Global Rock Art: International IFRAO Congress,

National Park Serra di Capivara, Brazil, 29 June to 3 July 2009
1. Recent trends in world rock art research
During recent years numerous developments have taken place in rock art research throughout the world, for example in the scientific development of a rock art discipline through IFRAO’s development of a manual of rock art science, standard glossary, standard colour scale and Code of Ethics for the study, conservation and popularisation of the rock art heritage of humankind. Recent research on rock art throughout the globe has changed our perception about the abilities and cultural and cognitive development of early hominins, such as the proposal of the earliest figurative art in Europe being the creation of Neanderthals; that most of the palaeoart of Australia is Middle Palaeolithic; that iconic art is preceded by non-iconic art throughout the world, etc. Moreover, unambiguous evidence about the Lower Palaeolithic petroglyphs from excavations has come to light from central India.

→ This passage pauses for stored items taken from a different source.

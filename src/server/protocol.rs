//! Shuffle Network Protocol
//!
//! Defines the API endpoints and Data Transfer Objects (DTOs) the transport
//! layer accepts from map-task writers and reduce-task readers.
//!
//! Record keys and values are optional byte sequences: JSON `null` means the
//! writer sent a null, which stays distinct from an empty byte array all the
//! way through the engine and back out.

use bytes::Bytes;
use serde::{Deserialize, Serialize};
use std::collections::HashSet;

// --- API Endpoints ---

/// Announces an upload attempt for one logical map task.
pub const ENDPOINT_UPLOAD_START: &str = "/shuffle/upload/start";
/// Streams one key/value record into a partition.
pub const ENDPOINT_UPLOAD_RECORD: &str = "/shuffle/upload/record";
/// Marks an upload attempt finished, closing the partitions it touched.
pub const ENDPOINT_UPLOAD_FINISH: &str = "/shuffle/upload/finish";
/// Reads one partition's visible records.
pub const ENDPOINT_READ_PARTITION: &str = "/shuffle/read";
/// Immediate partitions-closed query.
pub const ENDPOINT_SHUFFLE_CLOSED: &str = "/shuffle/closed";
/// Bounded wait until the named partitions are closed.
pub const ENDPOINT_WAIT_CLOSED: &str = "/shuffle/wait_closed";
/// Tears down all state for a finished shuffle.
pub const ENDPOINT_REMOVE_SHUFFLE: &str = "/shuffle/remove";
/// Server-wide counters.
pub const ENDPOINT_STATS: &str = "/shuffle/stats";

// --- Data Transfer Objects ---

#[derive(Debug, Serialize, Deserialize)]
pub struct StartUploadRequest {
    pub app_id: String,
    pub shuffle_id: u32,
    pub map_id: u32,
    pub attempt_id: u64,
    /// Upstream task count announced by the writer. A hint for bookkeeping,
    /// not an input to the fencing decision.
    pub num_maps: u32,
}

#[derive(Debug, Serialize, Deserialize)]
pub struct StartUploadResponse {
    /// False when the attempt is stale. The writer may keep sending; its
    /// records will be dropped silently.
    pub accepted: bool,
}

#[derive(Debug, Serialize, Deserialize)]
pub struct WriteRecordRequest {
    pub app_id: String,
    pub shuffle_id: u32,
    pub map_id: u32,
    pub attempt_id: u64,
    pub partition_id: u32,
    pub key: Option<Bytes>,
    pub value: Option<Bytes>,
}

/// Acknowledgment for a record write. Always succeeds at this layer; whether
/// the record was kept or fenced out is not reported back.
#[derive(Debug, Serialize, Deserialize)]
pub struct WriteRecordResponse {
    pub success: bool,
}

#[derive(Debug, Serialize, Deserialize)]
pub struct FinishUploadRequest {
    pub app_id: String,
    pub shuffle_id: u32,
    pub map_id: u32,
    pub attempt_id: u64,
}

#[derive(Debug, Serialize, Deserialize)]
pub struct FinishUploadResponse {
    pub success: bool,
}

#[derive(Debug, Serialize, Deserialize)]
pub struct ReadPartitionRequest {
    pub app_id: String,
    pub shuffle_id: u32,
    pub partition_id: u32,
    /// Attempt ids the reader considers valid, from job-level commit
    /// knowledge. An empty set reads nothing.
    pub expected_attempt_ids: HashSet<u64>,
}

/// One visible record, in original send order.
#[derive(Debug, Serialize, Deserialize)]
pub struct RecordPayload {
    pub key: Option<Bytes>,
    pub value: Option<Bytes>,
}

#[derive(Debug, Serialize, Deserialize)]
pub struct ReadPartitionResponse {
    pub partition_id: u32,
    pub records: Vec<RecordPayload>,
}

#[derive(Debug, Serialize, Deserialize)]
pub struct ShuffleClosedRequest {
    pub app_id: String,
    pub shuffle_id: u32,
    pub partition_ids: Vec<u32>,
}

#[derive(Debug, Serialize, Deserialize)]
pub struct ShuffleClosedResponse {
    pub closed: bool,
}

#[derive(Debug, Serialize, Deserialize)]
pub struct WaitClosedRequest {
    pub app_id: String,
    pub shuffle_id: u32,
    pub partition_ids: Vec<u32>,
    pub timeout_ms: u64,
}

#[derive(Debug, Serialize, Deserialize)]
pub struct RemoveShuffleRequest {
    pub app_id: String,
    pub shuffle_id: u32,
}

#[derive(Debug, Serialize, Deserialize)]
pub struct RemoveShuffleResponse {
    pub success: bool,
}

#[derive(Debug, Serialize, Deserialize)]
pub struct ShuffleStatsResponse {
    pub server_id: String,
    pub shuffles: usize,
    pub map_tasks: usize,
    pub buffered_records: usize,
    pub closed_partitions: usize,
}
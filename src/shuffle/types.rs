use bytes::Bytes;
use serde::{Deserialize, Serialize};

/// Identity of one shuffle within one application.
///
/// All map tasks writing a shuffle and all reducers reading it use the same
/// `(app_id, shuffle_id)` pair. This is the key under which the registry keeps
/// per-shuffle state.
#[derive(Debug, Clone, Serialize, Deserialize, PartialEq, Eq, Hash)]
pub struct AppShuffleId {
    pub app_id: String,
    pub shuffle_id: u32,
}

impl AppShuffleId {
    pub fn new(app_id: impl Into<String>, shuffle_id: u32) -> Self {
        Self {
            app_id: app_id.into(),
            shuffle_id,
        }
    }
}

impl std::fmt::Display for AppShuffleId {
    fn fmt(&self, f: &mut std::fmt::Formatter<'_>) -> std::fmt::Result {
        write!(f, "{}/{}", self.app_id, self.shuffle_id)
    }
}

/// A single buffered key/value record, tagged with the map task and attempt
/// that wrote it.
///
/// Attempt ids are only meaningful per map task, and partitions are shared
/// across map tasks, so purging on attempt advancement needs both tags to
/// target exactly the superseded writer's records. `key`/`value` are optional
/// byte sequences: `None` (the writer sent a null) is distinct from `Some` of
/// an empty buffer, and both must survive the whole pipeline unchanged.
/// `sequence` is assigned in arrival order within the writing attempt.
#[derive(Debug, Clone, Serialize, Deserialize, PartialEq, Eq)]
pub struct AttemptRecord {
    pub map_id: u32,
    pub attempt_id: u64,
    pub sequence: u64,
    pub key: Option<Bytes>,
    pub value: Option<Bytes>,
}

/// Outcome of a fencing decision on the write path.
///
/// `Rejected` is not an error: the transport completes the request normally
/// and the write simply has no observable effect. Modeling the decision as a
/// value keeps it testable in isolation from the transport.
#[derive(Debug, Clone, Copy, PartialEq, Eq)]
pub enum WriteOutcome {
    Accepted,
    Rejected,
}

impl WriteOutcome {
    pub fn is_accepted(&self) -> bool {
        matches!(self, WriteOutcome::Accepted)
    }
}

/// Helper to get the current system time in milliseconds.
pub fn now_ms() -> u64 {
    std::time::SystemTime::now()
        .duration_since(std::time::UNIX_EPOCH)
        .unwrap()
        .as_millis() as u64
}
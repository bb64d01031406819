//! Read Filtering
//!
//! Projects a partition snapshot against the attempt ids the reader declares
//! valid (derived from job-level commit knowledge the server does not have).
//! The server already purges superseded attempts on advancement; this second
//! check means a record only surfaces when both sides agree, so a purge that
//! has not run yet can never leak stale data to a reader that knows better.

use std::collections::HashSet;

use super::types::AttemptRecord;

/// Returns the subsequence of `records` whose attempt id is in `expected`,
/// in original order.
///
/// An empty `expected` set is an explicit exclusion and yields an empty
/// result, not "all attempts".
pub fn visible_records(records: &[AttemptRecord], expected: &HashSet<u64>) -> Vec<AttemptRecord> {
    if expected.is_empty() {
        return Vec::new();
    }
    records
        .iter()
        .filter(|r| expected.contains(&r.attempt_id))
        .cloned()
        .collect()
}

#[cfg(test)]
mod tests {
    use super::*;

    fn record(attempt_id: u64, sequence: u64) -> AttemptRecord {
        AttemptRecord {
            map_id: 0,
            attempt_id,
            sequence,
            key: None,
            value: None,
        }
    }

    #[test]
    fn test_filter_keeps_expected_attempts_in_order() {
        let records = vec![record(0, 0), record(1, 0), record(0, 1), record(1, 1)];
        let expected = HashSet::from([1]);

        let visible = visible_records(&records, &expected);
        assert_eq!(visible.len(), 2);
        assert!(visible.iter().all(|r| r.attempt_id == 1));
        assert_eq!(visible[0].sequence, 0);
        assert_eq!(visible[1].sequence, 1);
    }

    #[test]
    fn test_empty_expected_set_yields_nothing() {
        let records = vec![record(0, 0)];
        assert!(visible_records(&records, &HashSet::new()).is_empty());
    }

    #[test]
    fn test_filter_on_empty_records() {
        assert!(visible_records(&[], &HashSet::from([0, 1])).is_empty());
    }
}
//! Shuffle Engine Module
//!
//! Implements the attempt-fencing and partition-buffering core of the server.
//!
//! ## Core Concepts
//! - **Attempts**: A logical map task may run several numbered attempts
//!   (retries, speculative copies). At most one attempt is authoritative per
//!   task at any time, and the authoritative id only ever increases.
//! - **Fencing**: `MapTaskState` decides, per logical map task, whether a
//!   write is accepted or silently dropped. Stale attempts never surface data.
//! - **Buffering**: `PartitionBuffer` keeps attempt-tagged records per
//!   partition in arrival order. Superseded records are purged, not hidden.
//! - **Close signal**: `CloseTracker` lets readers wait with a bounded timeout
//!   until the partitions they need have been closed by their writer.
//! - **Access**: `AppShuffleRegistry` composes the above per (app, shuffle)
//!   and exposes the operation surface the transport layer calls into.

pub mod buffer;
pub mod close;
pub mod fence;
pub mod filter;
pub mod registry;
pub mod types;
//! Partition Buffers
//!
//! Ordered, append-only storage for one partition's attempt-tagged records.
//! Insertion order is arrival order and is what readers get back. The buffer
//! only ever shrinks through `purge_except`, which removes records of
//! superseded attempts outright rather than hiding them.

use super::types::AttemptRecord;

#[derive(Debug, Default)]
pub struct PartitionBuffer {
    records: Vec<AttemptRecord>,
    closed: bool,
}

impl PartitionBuffer {
    pub fn new() -> Self {
        Self::default()
    }

    /// Appends a record, preserving arrival order.
    pub fn append(&mut self, record: AttemptRecord) {
        self.records.push(record);
    }

    /// Removes every record of `map_id` whose attempt id differs from
    /// `keep_attempt_id`.
    ///
    /// Called under the advancing map task's lock when its authoritative
    /// attempt advances. Other map tasks share the partition under their own
    /// attempts; their records stay. Also reopens the partition: the
    /// surviving attempt has not finished its upload yet. Idempotent on a
    /// buffer already pure for `map_id`.
    pub fn purge_except(&mut self, map_id: u32, keep_attempt_id: u64) {
        self.records
            .retain(|r| r.map_id != map_id || r.attempt_id == keep_attempt_id);
        self.closed = false;
    }

    /// Marks the partition closed under its current authoritative attempt.
    pub fn mark_closed(&mut self) {
        self.closed = true;
    }

    pub fn is_closed(&self) -> bool {
        self.closed
    }

    pub fn len(&self) -> usize {
        self.records.len()
    }

    pub fn is_empty(&self) -> bool {
        self.records.is_empty()
    }

    /// Copies out the current record sequence and the closed flag.
    ///
    /// Record payloads are `Bytes`, so the copy is cheap; readers work on the
    /// snapshot without holding the buffer entry any longer than this call.
    pub fn snapshot(&self) -> (Vec<AttemptRecord>, bool) {
        (self.records.clone(), self.closed)
    }
}

#[cfg(test)]
mod tests {
    use super::*;
    use bytes::Bytes;

    fn record(map_id: u32, attempt_id: u64, sequence: u64, key: &str) -> AttemptRecord {
        AttemptRecord {
            map_id,
            attempt_id,
            sequence,
            key: Some(Bytes::copy_from_slice(key.as_bytes())),
            value: None,
        }
    }

    #[test]
    fn test_append_preserves_order() {
        let mut buffer = PartitionBuffer::new();
        buffer.append(record(0, 0, 0, "a"));
        buffer.append(record(0, 0, 1, "b"));
        buffer.append(record(0, 0, 2, "c"));

        let (records, _) = buffer.snapshot();
        let keys: Vec<_> = records.iter().map(|r| r.key.clone().unwrap()).collect();
        assert_eq!(keys, vec!["a", "b", "c"]);
    }

    #[test]
    fn test_purge_except_drops_other_attempts_and_reopens() {
        let mut buffer = PartitionBuffer::new();
        buffer.append(record(0, 0, 0, "old"));
        buffer.append(record(0, 1, 0, "new"));
        buffer.mark_closed();

        buffer.purge_except(0, 1);

        let (records, closed) = buffer.snapshot();
        assert_eq!(records.len(), 1);
        assert_eq!(records[0].attempt_id, 1);
        assert!(!closed, "advancement reopens the partition");
    }

    #[test]
    fn test_purge_except_spares_other_map_tasks() {
        let mut buffer = PartitionBuffer::new();
        buffer.append(record(2, 0, 0, "map2_old"));
        buffer.append(record(3, 0, 0, "map3_live"));

        // Map 2 advances to attempt 1; map 3 still writes under attempt 0.
        buffer.purge_except(2, 1);

        let (records, _) = buffer.snapshot();
        assert_eq!(records.len(), 1);
        assert_eq!(records[0].map_id, 3);
        assert_eq!(records[0].attempt_id, 0);
    }

    #[test]
    fn test_purge_except_is_idempotent() {
        let mut buffer = PartitionBuffer::new();
        buffer.append(record(0, 2, 0, "kept"));
        buffer.purge_except(0, 2);
        buffer.purge_except(0, 2);
        assert_eq!(buffer.len(), 1);
    }

    #[test]
    fn test_mark_closed() {
        let mut buffer = PartitionBuffer::new();
        assert!(!buffer.is_closed());
        buffer.mark_closed();
        assert!(buffer.is_closed());
    }
}
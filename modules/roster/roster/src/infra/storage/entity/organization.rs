use sea_orm::entity::prelude::*;
use uuid::Uuid;

#[derive(Clone, Debug, PartialEq, Eq, DeriveEntityModel)]
#[sea_orm(table_name = "organizations")]
pub struct Model {
    #[sea_orm(primary_key, auto_increment = false)]
    pub id: Uuid,
    pub name: String,
}

#[derive(Copy, Clone, Debug, EnumIter, DeriveRelation)]
pub enum Relation {}

impl ActiveModelBehavior for ActiveModel {}
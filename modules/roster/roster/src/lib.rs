//! Roster Module Implementation
//!
//! Batch reconciliation of member rosters into the member store. The public
//! API is defined in `roster-sdk` and re-exported here.

pub use roster_sdk::{
    AuthMethod, ItemError, ItemErrorKind, MemberEntry, MemberSummary, RosterClientV1, RosterError,
    SkippedMember, UpsertBatchResult,
};

pub mod module;
pub use module::RosterModule;

pub mod local_client;

#[doc(hidden)]
pub mod config;
#[doc(hidden)]
pub mod domain;
#[doc(hidden)]
pub mod infra;

#[cfg(test)]
mod test_support;
use std::collections::HashMap;

use roster_sdk::ItemErrorKind;
use uuid::Uuid;

use super::{BatchRun, Bounded, bounded};
use crate::domain::error::DomainError;
use crate::domain::model::{ExistingMember, NormalizedEntry};
use crate::domain::ports::MemberStore;

/// Entries routed to a write phase by the lookup.
#[derive(Debug, Default)]
pub struct Classified {
    pub inserts: Vec<NormalizedEntry>,
    /// Member id of the existing record, with the entry overwriting it.
    pub updates: Vec<(Uuid, NormalizedEntry)>,
}

/// Keys lookup results by normalized login ID.
///
/// Older records may carry a mixed-case login ID; they still match.
#[must_use]
pub fn index_by_login(found: Vec<ExistingMember>) -> HashMap<String, ExistingMember> {
    found
        .into_iter()
        .map(|m| (m.login_id.to_lowercase(), m))
        .collect()
}

impl<S: MemberStore> BatchRun<'_, S> {
    /// One bulk lookup for all entries, then route each one.
    ///
    /// Entries whose login ID belongs to another organization (or to none)
    /// are skipped here and never reach a write.
    pub(super) async fn resolve(
        &mut self,
        entries: Vec<NormalizedEntry>,
    ) -> Result<Classified, DomainError> {
        let login_ids: Vec<String> = entries.iter().map(|e| e.login_id.clone()).collect();

        let found = match bounded(self.deadline, self.store.find_by_login_ids(&login_ids)).await? {
            Bounded::Done(found) => found,
            Bounded::NotStarted | Bounded::Interrupted => {
                tracing::warn!(
                    org_id = %self.org_id,
                    rows = entries.len(),
                    "Deadline reached during member lookup; nothing written"
                );
                self.acc
                    .fail_all(&entries, &ItemErrorKind::TimedOutBeforeAttempt);
                return Ok(Classified::default());
            }
        };

        Ok(self.classify(entries, &index_by_login(found)))
    }

    fn classify(
        &mut self,
        entries: Vec<NormalizedEntry>,
        existing: &HashMap<String, ExistingMember>,
    ) -> Classified {
        let mut out = Classified::default();
        let mut skipped = 0usize;

        for entry in entries {
            match existing.get(&entry.login_id) {
                None => out.inserts.push(entry),
                Some(found) if found.belongs_to(self.org_id) => out.updates.push((found.id, entry)),
                Some(found) => {
                    skipped += 1;
                    self.acc.skipped(&entry, found.organization_id);
                }
            }
        }

        tracing::debug!(
            org_id = %self.org_id,
            inserts = out.inserts.len(),
            updates = out.updates.len(),
            skipped,
            "Classified roster entries"
        );
        out
    }
}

This is for the first time in the history of world archaeology that antiquity of rock art has been established to Lower Palaeolithic age. These evidences from different parts of the world have shattered all simplistic diffusion theories. Thus, many established myths are being replaced by a new vision of the human past. Many more such new evidences from many countries may be available about which we still know little. This symposium will provide a platform for all such groundbreaking new discoveries, ideas and achievements in different fields of the discipline of rock art research. It will provide an opportunity to present a comprehensive picture of global developments in rock art research and encourage constructive debate of them. We expect that it will be a stimulating and inspiring experience.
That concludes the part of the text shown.